### TASK DETAILS
Go through the data below and return each line containing the word "apply".

Stored data entries
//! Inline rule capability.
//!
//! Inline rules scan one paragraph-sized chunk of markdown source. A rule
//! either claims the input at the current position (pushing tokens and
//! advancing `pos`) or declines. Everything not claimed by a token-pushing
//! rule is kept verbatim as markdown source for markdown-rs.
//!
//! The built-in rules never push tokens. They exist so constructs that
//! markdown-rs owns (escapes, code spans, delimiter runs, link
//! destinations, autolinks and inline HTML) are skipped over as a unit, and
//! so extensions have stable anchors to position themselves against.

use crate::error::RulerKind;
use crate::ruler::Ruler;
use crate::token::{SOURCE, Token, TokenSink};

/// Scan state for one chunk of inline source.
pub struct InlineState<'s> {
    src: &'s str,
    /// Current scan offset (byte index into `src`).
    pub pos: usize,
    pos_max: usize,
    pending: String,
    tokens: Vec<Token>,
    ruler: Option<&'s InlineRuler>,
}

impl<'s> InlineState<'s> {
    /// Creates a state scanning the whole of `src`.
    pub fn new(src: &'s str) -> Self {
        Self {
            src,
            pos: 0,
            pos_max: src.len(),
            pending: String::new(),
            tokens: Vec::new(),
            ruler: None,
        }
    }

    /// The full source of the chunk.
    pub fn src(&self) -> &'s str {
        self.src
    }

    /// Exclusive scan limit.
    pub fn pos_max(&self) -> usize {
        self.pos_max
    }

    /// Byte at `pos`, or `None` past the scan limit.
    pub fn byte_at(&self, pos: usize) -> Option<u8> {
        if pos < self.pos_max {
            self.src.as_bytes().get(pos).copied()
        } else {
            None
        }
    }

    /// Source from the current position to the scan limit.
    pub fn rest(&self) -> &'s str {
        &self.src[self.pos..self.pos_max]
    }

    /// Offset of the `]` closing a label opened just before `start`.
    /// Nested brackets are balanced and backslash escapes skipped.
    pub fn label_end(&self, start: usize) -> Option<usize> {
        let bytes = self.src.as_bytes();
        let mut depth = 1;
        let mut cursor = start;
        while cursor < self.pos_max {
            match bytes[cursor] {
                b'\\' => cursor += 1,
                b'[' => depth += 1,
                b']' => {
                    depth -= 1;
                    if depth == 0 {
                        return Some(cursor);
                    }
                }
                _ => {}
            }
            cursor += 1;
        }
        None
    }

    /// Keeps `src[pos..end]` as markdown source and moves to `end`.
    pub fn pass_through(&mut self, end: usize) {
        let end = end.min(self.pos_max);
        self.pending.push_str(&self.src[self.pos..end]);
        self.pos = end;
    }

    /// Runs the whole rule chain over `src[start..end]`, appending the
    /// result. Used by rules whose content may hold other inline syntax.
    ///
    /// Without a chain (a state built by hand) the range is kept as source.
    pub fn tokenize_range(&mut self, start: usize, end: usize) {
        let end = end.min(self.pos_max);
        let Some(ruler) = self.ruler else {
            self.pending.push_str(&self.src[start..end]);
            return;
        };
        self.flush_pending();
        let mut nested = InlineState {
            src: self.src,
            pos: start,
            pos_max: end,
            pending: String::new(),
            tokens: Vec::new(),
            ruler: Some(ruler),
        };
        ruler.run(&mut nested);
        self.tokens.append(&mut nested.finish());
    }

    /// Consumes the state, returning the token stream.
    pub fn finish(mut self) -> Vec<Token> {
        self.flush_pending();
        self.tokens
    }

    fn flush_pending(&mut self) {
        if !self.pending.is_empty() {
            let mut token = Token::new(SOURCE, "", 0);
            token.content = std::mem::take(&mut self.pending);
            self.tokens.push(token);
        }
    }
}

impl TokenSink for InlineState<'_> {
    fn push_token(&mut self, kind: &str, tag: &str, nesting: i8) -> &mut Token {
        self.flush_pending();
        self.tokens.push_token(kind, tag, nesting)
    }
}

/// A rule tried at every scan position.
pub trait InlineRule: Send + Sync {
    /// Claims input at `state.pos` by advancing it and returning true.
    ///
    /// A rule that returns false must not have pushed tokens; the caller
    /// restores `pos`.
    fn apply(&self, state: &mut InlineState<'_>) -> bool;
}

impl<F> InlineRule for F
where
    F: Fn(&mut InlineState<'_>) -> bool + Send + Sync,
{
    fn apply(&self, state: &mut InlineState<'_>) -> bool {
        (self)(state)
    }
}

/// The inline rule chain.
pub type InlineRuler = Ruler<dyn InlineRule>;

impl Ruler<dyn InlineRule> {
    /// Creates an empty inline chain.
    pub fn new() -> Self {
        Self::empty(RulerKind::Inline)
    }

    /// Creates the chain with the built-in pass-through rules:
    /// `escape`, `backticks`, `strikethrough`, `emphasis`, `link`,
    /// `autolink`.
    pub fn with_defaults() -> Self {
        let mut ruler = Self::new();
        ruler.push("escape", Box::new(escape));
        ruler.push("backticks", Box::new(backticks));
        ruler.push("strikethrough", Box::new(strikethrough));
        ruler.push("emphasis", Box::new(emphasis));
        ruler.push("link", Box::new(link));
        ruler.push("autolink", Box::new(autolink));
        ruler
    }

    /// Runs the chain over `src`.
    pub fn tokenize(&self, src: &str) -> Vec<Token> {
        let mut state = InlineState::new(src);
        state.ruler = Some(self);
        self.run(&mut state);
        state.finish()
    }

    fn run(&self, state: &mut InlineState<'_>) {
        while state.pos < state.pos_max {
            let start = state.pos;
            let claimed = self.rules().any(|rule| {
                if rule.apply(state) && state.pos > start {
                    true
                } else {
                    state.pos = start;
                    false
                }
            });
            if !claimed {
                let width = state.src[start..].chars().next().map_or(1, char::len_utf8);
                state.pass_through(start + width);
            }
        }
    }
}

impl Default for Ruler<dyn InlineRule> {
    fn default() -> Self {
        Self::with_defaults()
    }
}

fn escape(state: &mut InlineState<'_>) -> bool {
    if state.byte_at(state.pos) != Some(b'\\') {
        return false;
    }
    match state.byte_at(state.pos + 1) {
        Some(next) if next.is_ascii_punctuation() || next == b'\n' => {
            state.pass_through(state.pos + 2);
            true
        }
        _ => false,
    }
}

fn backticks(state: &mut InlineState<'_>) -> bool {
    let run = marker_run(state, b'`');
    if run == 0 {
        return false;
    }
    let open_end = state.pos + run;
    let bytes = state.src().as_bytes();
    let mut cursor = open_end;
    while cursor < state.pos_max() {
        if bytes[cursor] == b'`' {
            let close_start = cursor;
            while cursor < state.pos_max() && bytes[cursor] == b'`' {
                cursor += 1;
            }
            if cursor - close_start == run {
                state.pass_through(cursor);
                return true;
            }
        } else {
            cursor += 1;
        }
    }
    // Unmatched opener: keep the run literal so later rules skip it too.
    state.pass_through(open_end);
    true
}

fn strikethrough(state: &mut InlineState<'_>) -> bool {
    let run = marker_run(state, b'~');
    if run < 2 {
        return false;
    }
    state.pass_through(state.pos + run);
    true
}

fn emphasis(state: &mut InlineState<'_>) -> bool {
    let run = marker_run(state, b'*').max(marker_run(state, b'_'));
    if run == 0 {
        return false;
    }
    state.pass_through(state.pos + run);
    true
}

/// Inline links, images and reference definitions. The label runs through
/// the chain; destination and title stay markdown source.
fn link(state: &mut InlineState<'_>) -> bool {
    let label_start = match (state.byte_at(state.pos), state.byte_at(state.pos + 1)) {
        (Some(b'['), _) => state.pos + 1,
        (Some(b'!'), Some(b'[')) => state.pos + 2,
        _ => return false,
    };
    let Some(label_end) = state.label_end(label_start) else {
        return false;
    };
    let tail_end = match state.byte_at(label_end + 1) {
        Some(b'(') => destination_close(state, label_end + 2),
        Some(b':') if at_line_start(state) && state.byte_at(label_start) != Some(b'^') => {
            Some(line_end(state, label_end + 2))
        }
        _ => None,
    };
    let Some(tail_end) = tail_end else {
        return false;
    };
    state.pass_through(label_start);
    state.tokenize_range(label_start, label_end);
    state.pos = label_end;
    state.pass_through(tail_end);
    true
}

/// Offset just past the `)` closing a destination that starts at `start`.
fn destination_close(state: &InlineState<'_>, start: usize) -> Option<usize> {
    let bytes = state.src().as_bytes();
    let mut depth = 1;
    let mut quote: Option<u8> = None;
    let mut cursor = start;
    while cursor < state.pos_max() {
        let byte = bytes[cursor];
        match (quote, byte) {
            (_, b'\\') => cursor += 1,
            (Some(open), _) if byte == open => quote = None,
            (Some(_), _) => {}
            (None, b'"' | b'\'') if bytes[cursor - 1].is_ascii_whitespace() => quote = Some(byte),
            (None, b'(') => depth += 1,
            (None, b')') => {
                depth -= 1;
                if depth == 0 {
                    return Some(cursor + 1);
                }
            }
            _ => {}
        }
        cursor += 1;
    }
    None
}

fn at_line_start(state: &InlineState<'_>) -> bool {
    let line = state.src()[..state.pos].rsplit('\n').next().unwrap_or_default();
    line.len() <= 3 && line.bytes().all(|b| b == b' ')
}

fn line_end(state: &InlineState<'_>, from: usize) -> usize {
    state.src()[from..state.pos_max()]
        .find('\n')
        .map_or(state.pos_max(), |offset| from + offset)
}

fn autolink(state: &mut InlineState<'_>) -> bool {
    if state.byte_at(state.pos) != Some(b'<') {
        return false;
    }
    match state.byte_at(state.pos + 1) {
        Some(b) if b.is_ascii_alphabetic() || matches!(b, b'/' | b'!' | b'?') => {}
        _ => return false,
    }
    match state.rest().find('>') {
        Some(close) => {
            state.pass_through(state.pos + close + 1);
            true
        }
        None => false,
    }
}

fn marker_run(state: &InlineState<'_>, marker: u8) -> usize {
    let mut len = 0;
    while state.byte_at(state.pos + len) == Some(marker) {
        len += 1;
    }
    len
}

### EXERCISE RESULT
    fn apply(&self, state: &mut InlineState<'_>) -> bool;
    fn apply(&self, state: &mut InlineState<'_>) -> bool {
                if rule.apply(state) && state.pos > start {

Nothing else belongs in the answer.